私の場合、皮膚に焦点を当てた治療を10年以上も続けましたがダメでした。
自分では相当頑張ったつもりですが、結局、症状をコントロールする域を出ないんですね。
それにこの方向の治療はお金だってバカになりません。
で、毎朝、立派なウンコを出すことだけに専念した。
余計なことを考えず、毎朝、立派なウンコを出すことに注力した。
すると、あれほど頑固だった皮膚の痒みが弱まったのです。
一気に消えた訳ではないけれど、次第に炎症が無くなり痒みが楽になったのです。
この時の驚きを、どんな風に表現すればいいでしょう。
まさに、私の人生に奇跡が起きた瞬間かもしれません。
死ぬほど苦しめられたあの痒みが、ゆっくりゆっくりと消えてゆく・・・。
「アトピーが消えた!」なんて劇的な感じではなくて、ゆっくりと確実に消えてゆく。
正直、初めて手応えを感じました。
■ 目指せ!「胃腸の健全化」
この経験から慢性化した頑固なアトピーを治す場合、いきなりワンステップで綺麗な肌を
目指す方法ってあまり得策ではないと思いました。
順番としては、キレイな肌より先にキレイな腸壁を目指すことがポイントですね。
胃腸の働きが活性化されれば身体も活性化されて元気が出る。
そうなれば必然的にアトピーの治癒率も高くなる。これが「自然の摂理」って思います。
ところで、「胃腸の健全化」って何をすればいいのでしょう?
その前に注意事項。
「胃腸の健全化」を目指すのに無理な我慢は禁物です。
「根性」や「忍耐」をベースにしたポキッ!と折れてしまうような努力は必要ありません。

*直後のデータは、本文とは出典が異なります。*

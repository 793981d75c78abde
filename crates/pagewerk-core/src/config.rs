// SPDX-License-Identifier: PMPL-1.0-or-later
// Copyright (c) 2026 Jonathan D.A. Jewell (hyperpolymath) <jonathan.jewell@open.ac.uk>
//
// Application configuration.

use std::path::PathBuf;

use serde::{Deserialize, Serialize};

use crate::types::{PageSize, RenderMode};

/// Persistent application settings.
#[derive(Debug, Clone, PartialEq, Serialize, Deserialize)]
#[serde(default)]
pub struct AppConfig {
    /// Page size used when `encode` is not given one explicitly.
    pub default_page_size: PageSize,
    /// Directory for generated documents. `None` means `<data_dir>/documents`.
    pub output_dir: Option<PathBuf>,
    /// Upper bound on photos accepted by a single `encode`.
    pub max_photos: usize,
    /// Resampling quality used when rendering pages back to images.
    pub render_mode: RenderMode,
    /// Title embedded in generated documents.
    pub document_title: String,
}

impl Default for AppConfig {
    fn default() -> Self {
        Self {
            default_page_size: PageSize::default(),
            output_dir: None,
            max_photos: 10,
            render_mode: RenderMode::Display,
            document_title: "Pagewerk Photos".into(),
        }
    }
}
// SPDX-License-Identifier: PMPL-1.0-or-later
// Copyright (c) 2026 Jonathan D.A. Jewell (hyperpolymath) <jonathan.jewell@open.ac.uk>
//
// Plain-language error messages shown by the command-line front end.
//
// Every technical error is mapped to a short message with a concrete
// suggestion. Severity drives whether the front end suggests a retry.

use crate::error::PagewerkError;

/// Severity of an error from the user's perspective.
#[derive(Debug, Clone, Copy, PartialEq, Eq)]
pub enum Severity {
    /// Disk hiccup or similar; running the command again may work.
    Transient,
    /// The user must change something (arguments, file choice, permissions).
    ActionRequired,
    /// Retrying with the same input will fail the same way.
    Permanent,
}

/// A human-readable error with a plain message and an actionable suggestion.
#[derive(Debug, Clone)]
pub struct HumanError {
    /// One-line summary.
    pub message: String,
    /// What the user should try next.
    pub suggestion: String,
    /// Whether running the same command again may succeed.
    pub retriable: bool,
    pub severity: Severity,
}

/// Convert a `PagewerkError` into a `HumanError`.
pub fn humanize_error(err: &PagewerkError) -> HumanError {
    match err {
        PagewerkError::InvalidArgument(detail) => HumanError {
            message: "Those options can't be used.".into(),
            suggestion: format!("Check the command line and try again. ({detail})"),
            retriable: false,
            severity: Severity::ActionRequired,
        },

        PagewerkError::ImageDecode(_) => HumanError {
            message: "One of the photos couldn't be read.".into(),
            suggestion: "The file may be damaged or in an unusual format. Try saving it as a JPEG or PNG first.".into(),
            retriable: false,
            severity: Severity::Permanent,
        },

        PagewerkError::SourceUnavailable(detail) => HumanError {
            message: "The document couldn't be opened.".into(),
            suggestion: format!("Make sure the file exists and is a PDF. ({detail})"),
            retriable: false,
            severity: Severity::ActionRequired,
        },

        PagewerkError::Write(_) => HumanError {
            message: "The document couldn't be saved.".into(),
            suggestion: "Check that the output folder is writable and the disk isn't full. Any partly written file should be deleted.".into(),
            retriable: true,
            severity: Severity::Transient,
        },

        PagewerkError::Render(_) => HumanError {
            message: "A page of this document couldn't be shown.".into(),
            suggestion: "The file may be damaged, or it may contain content other than photos.".into(),
            retriable: false,
            severity: Severity::Permanent,
        },

        PagewerkError::Io(io_err) => match io_err.kind() {
            std::io::ErrorKind::NotFound => HumanError {
                message: "The file couldn't be found.".into(),
                suggestion: "It may have been moved or deleted. Check the path and try again.".into(),
                retriable: false,
                severity: Severity::ActionRequired,
            },
            std::io::ErrorKind::PermissionDenied => HumanError {
                message: "Pagewerk doesn't have permission to use that file.".into(),
                suggestion: "Check the file permissions, or choose a different location.".into(),
                retriable: false,
                severity: Severity::ActionRequired,
            },
            _ => HumanError {
                message: "There was a problem reading or writing a file.".into(),
                suggestion: "Try again. If this keeps happening, the disk may be full.".into(),
                retriable: true,
                severity: Severity::Transient,
            },
        },

        PagewerkError::PdfError(_) => HumanError {
            message: "Something went wrong while building the pages.".into(),
            suggestion: "Try again. If this keeps happening, please report it.".into(),
            retriable: true,
            severity: Severity::Transient,
        },

        PagewerkError::Serialization(_) => HumanError {
            message: "The settings file couldn't be read.".into(),
            suggestion: "Fix or delete config.json in the Pagewerk data folder.".into(),
            retriable: false,
            severity: Severity::ActionRequired,
        },
    }
}

#[cfg(test)]
mod tests {
    use super::*;

    #[test]
    fn write_failure_is_transient() {
        let human = humanize_error(&PagewerkError::Write("disk full".into()));
        assert_eq!(human.severity, Severity::Transient);
        assert!(human.retriable);
    }

    #[test]
    fn missing_file_is_action_required() {
        let err = PagewerkError::Io(std::io::Error::new(std::io::ErrorKind::NotFound, "gone"));
        let human = humanize_error(&err);
        assert_eq!(human.severity, Severity::ActionRequired);
        assert!(!human.retriable);
    }

    #[test]
    fn invalid_argument_carries_detail() {
        let human = humanize_error(&PagewerkError::InvalidArgument("no photos".into()));
        assert!(human.suggestion.contains("no photos"));
    }
}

実際には、「1週間か10日であなたのアトピーがみるみる良くなる!」なんてことは絶対
にあり得ませんから。(この手のキャッチコピーはもう卒業しましょうね。)
状況に応じて、どんな環境にも対処できる自分(体)を目指すのが根治療法。
当然時間は掛かります。でも「改善」ではなく「完治」を目指すなら、根治療法は避けて通れ
無いと思います。
アレルゲンにビクビクするより、どんなアレルゲンが侵入しても大丈夫な自分(体)を目指す
方がヤリガイはありますよ。それに根治療法は自己管理が中心でお金も掛かりませんしね。
<お願い>
「どの位の時間胃腸の健全化に取り組めばアトピーは良くなるの?」って疑問に思われる
かもしれませんが、それは私にも分かりませんのであしからず。